Required action ▸ Could you please retype all of the entries exactly as they appear?

--- Source material ---

//! Repository traits describing persistence adapters.

use async_trait::async_trait;
use thiserror::Error;
use time::OffsetDateTime;
use uidir_api_types::DailyDownloads;

use crate::domain::entities::{FrameworkRecord, LibraryRecord, LibrarySummary};
use crate::domain::error::DomainError;
use crate::domain::types::SortSpec;

/// Backend code reported when the data API's schema cache is stale.
pub const SCHEMA_CACHE_STALE_CODE: &str = "PGRST301";

#[derive(Debug, Error)]
pub enum RepoError {
    #[error("persistence error: {0}")]
    Persistence(String),
    #[error("transient data-store failure: {message}")]
    Transient { message: String },
    #[error("resource not found")]
    NotFound,
    #[error("invalid input: {message}")]
    InvalidInput { message: String },
    #[error("database timeout")]
    Timeout,
}

impl RepoError {
    pub fn from_persistence(err: impl std::fmt::Display) -> Self {
        Self::Persistence(err.to_string())
    }

    pub fn transient(message: impl Into<String>) -> Self {
        Self::Transient {
            message: message.into(),
        }
    }

    /// Connection-class failures, network failures and stale schema caches.
    pub fn is_transient(&self) -> bool {
        match self {
            RepoError::Transient { .. } | RepoError::Timeout => true,
            RepoError::Persistence(message) => is_transient_message(message),
            RepoError::NotFound | RepoError::InvalidInput { .. } => false,
        }
    }
}

pub(crate) fn is_transient_message(message: &str) -> bool {
    let lowered = message.to_ascii_lowercase();
    lowered.contains("connection")
        || lowered.contains("network")
        || message.contains(SCHEMA_CACHE_STALE_CODE)
}

/// Zero-based inclusive row range.
#[derive(Debug, Clone, Copy, PartialEq, Eq, Hash)]
pub struct PageRange {
    pub start: u32,
    pub end: u32,
}

impl PageRange {
    pub const DEFAULT_END: u32 = 19;
    pub const MAX_WIDTH: u32 = 100;

    pub fn new(start: u32, end: u32) -> Result<Self, DomainError> {
        if end < start {
            return Err(DomainError::validation(format!(
                "range end {end} precedes start {start}"
            )));
        }
        if end - start >= Self::MAX_WIDTH {
            return Err(DomainError::validation(format!(
                "range may span at most {} rows",
                Self::MAX_WIDTH
            )));
        }
        Ok(Self { start, end })
    }

    pub fn limit(&self) -> i64 {
        i64::from(self.end - self.start) + 1
    }

    pub fn offset(&self) -> i64 {
        i64::from(self.start)
    }
}

impl Default for PageRange {
    fn default() -> Self {
        Self {
            start: 0,
            end: Self::DEFAULT_END,
        }
    }
}

#[derive(Debug, Clone, Default, PartialEq, Eq, Hash)]
pub struct LibraryQueryFilter {
    pub min_components: Option<u32>,
    pub min_downloads: Option<u64>,
    pub updated_within_days: Option<u32>,
    pub framework: Option<String>,
    pub search: Option<String>,
}

impl LibraryQueryFilter {
    pub fn is_empty(&self) -> bool {
        self == &Self::default()
    }
}

#[derive(Debug, Clone, PartialEq)]
pub struct LibraryPage {
    pub libraries: Vec<LibrarySummary>,
    pub total: u64,
}

#[derive(Debug, Clone, PartialEq)]
pub struct StatsCacheEntry {
    pub package_name: String,
    pub series: Vec<DailyDownloads>,
    pub last_updated: OffsetDateTime,
}

#[async_trait]
pub trait LibrariesRepo: Send + Sync {
    async fn list_libraries(
        &self,
        sort: SortSpec,
        filter: &LibraryQueryFilter,
        range: PageRange,
    ) -> Result<LibraryPage, RepoError>;

    async fn find_library_by_slug(&self, slug: &str)
    -> Result<Option<LibrarySummary>, RepoError>;

    async fn list_libraries_for_framework(
        &self,
        framework_id: i64,
    ) -> Result<Vec<LibraryRecord>, RepoError>;
}

#[async_trait]
pub trait FrameworksRepo: Send + Sync {
    async fn list_frameworks(
        &self,
        sort: SortSpec,
        range: PageRange,
    ) -> Result<(Vec<FrameworkRecord>, u64), RepoError>;

    async fn find_framework_by_slug(&self, slug: &str)
    -> Result<Option<FrameworkRecord>, RepoError>;
}

#[async_trait]
pub trait StatsCacheRepo: Send + Sync {
    async fn load_series(&self, package_name: &str)
    -> Result<Option<StatsCacheEntry>, RepoError>;

    async fn store_series(
        &self,
        package_name: &str,
        series: &[DailyDownloads],
        updated_at: OffsetDateTime,
    ) -> Result<(), RepoError>;
}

---

Reply ▸
//! Repository traits describing persistence adapters.

use async_trait::async_trait;
use thiserror::Error;
use time::OffsetDateTime;
use uidir_api_types::DailyDownloads;

use crate::domain::entities::{FrameworkRecord, LibraryRecord, LibrarySummary};
use crate::domain::error::DomainError;
use crate::domain::types::SortSpec;

/// Backend code reported when the data API's schema cache is stale.
pub const SCHEMA_CACHE_STALE_CODE: &str = "PGRST301";

#[derive(Debug, Error)]
pub enum RepoError {
    #[error("persistence error: {0}")]
    Persistence(String),
    #[error("transient data-store failure: {message}")]
    Transient { message: String },
    #[error("resource not found")]
    NotFound,
    #[error("invalid input: {message}")]
    InvalidInput { message: String },
    #[error("database timeout")]
    Timeout,
}

impl RepoError {
    pub fn from_persistence(err: impl std::fmt::Display) -> Self {
        Self::Persistence(err.to_string())
    }

    pub fn transient(message: impl Into<String>) -> Self {
        Self::Transient {
            message: message.into(),
        }
    }

    /// Connection-class failures, network failures and stale schema caches.
    pub fn is_transient(&self) -> bool {
        match self {
            RepoError::Transient { .. } | RepoError::Timeout => true,
            RepoError::Persistence(message) => is_transient_message(message),
            RepoError::NotFound | RepoError::InvalidInput { .. } => false,
        }
    }
}

pub(crate) fn is_transient_message(message: &str) -> bool {
    let lowered = message.to_ascii_lowercase();
    lowered.contains("connection")
        || lowered.contains("network")
        || message.contains(SCHEMA_CACHE_STALE_CODE)
}

/// Zero-based inclusive row range.
#[derive(Debug, Clone, Copy, PartialEq, Eq, Hash)]
pub struct PageRange {
    pub start: u32,
    pub end: u32,
}

impl PageRange {
    pub const DEFAULT_END: u32 = 19;
    pub const MAX_WIDTH: u32 = 100;

    pub fn new(start: u32, end: u32) -> Result<Self, DomainError> {
        if end < start {
            return Err(DomainError::validation(format!(
                "range end {end} precedes start {start}"
            )));
        }
        if end - start >= Self::MAX_WIDTH {
            return Err(DomainError::validation(format!(
                "range may span at most {} rows",
                Self::MAX_WIDTH
            )));
        }
        Ok(Self { start, end })
    }

    pub fn limit(&self) -> i64 {
        i64::from(self.end - self.start) + 1
    }

    pub fn offset(&self) -> i64 {
        i64::from(self.start)
    }
}

impl Default for PageRange {
    fn default() -> Self {
        Self {
            start: 0,
            end: Self::DEFAULT_END,
        }
    }
}

#[derive(Debug, Clone, Default, PartialEq, Eq, Hash)]
pub struct LibraryQueryFilter {
    pub min_components: Option<u32>,
    pub min_downloads: Option<u64>,
    pub updated_within_days: Option<u32>,
    pub framework: Option<String>,
    pub search: Option<String>,
}

impl LibraryQueryFilter {
    pub fn is_empty(&self) -> bool {
        self == &Self::default()
    }
}

#[derive(Debug, Clone, PartialEq)]
pub struct LibraryPage {
    pub libraries: Vec<LibrarySummary>,
    pub total: u64,
}

#[derive(Debug, Clone, PartialEq)]
pub struct StatsCacheEntry {
    pub package_name: String,
    pub series: Vec<DailyDownloads>,
    pub last_updated: OffsetDateTime,
}

#[async_trait]
pub trait LibrariesRepo: Send + Sync {
    async fn list_libraries(
        &self,
        sort: SortSpec,
        filter: &LibraryQueryFilter,
        range: PageRange,
    ) -> Result<LibraryPage, RepoError>;

    async fn find_library_by_slug(&self, slug: &str)
    -> Result<Option<LibrarySummary>, RepoError>;

    async fn list_libraries_for_framework(
        &self,
        framework_id: i64,
    ) -> Result<Vec<LibraryRecord>, RepoError>;
}

#[async_trait]
pub trait FrameworksRepo: Send + Sync {
    async fn list_frameworks(
        &self,
        sort: SortSpec,
        range: PageRange,
    ) -> Result<(Vec<FrameworkRecord>, u64), RepoError>;

    async fn find_framework_by_slug(&self, slug: &str)
    -> Result<Option<FrameworkRecord>, RepoError>;
}

#[async_trait]
pub trait StatsCacheRepo: Send + Sync {
    async fn load_series(&self, package_name: &str)
    -> Result<Option<StatsCacheEntry>, RepoError>;

    async fn store_series(
        &self,
        package_name: &str,
        series: &[DailyDownloads],
        updated_at: OffsetDateTime,
    ) -> Result<(), RepoError>;
}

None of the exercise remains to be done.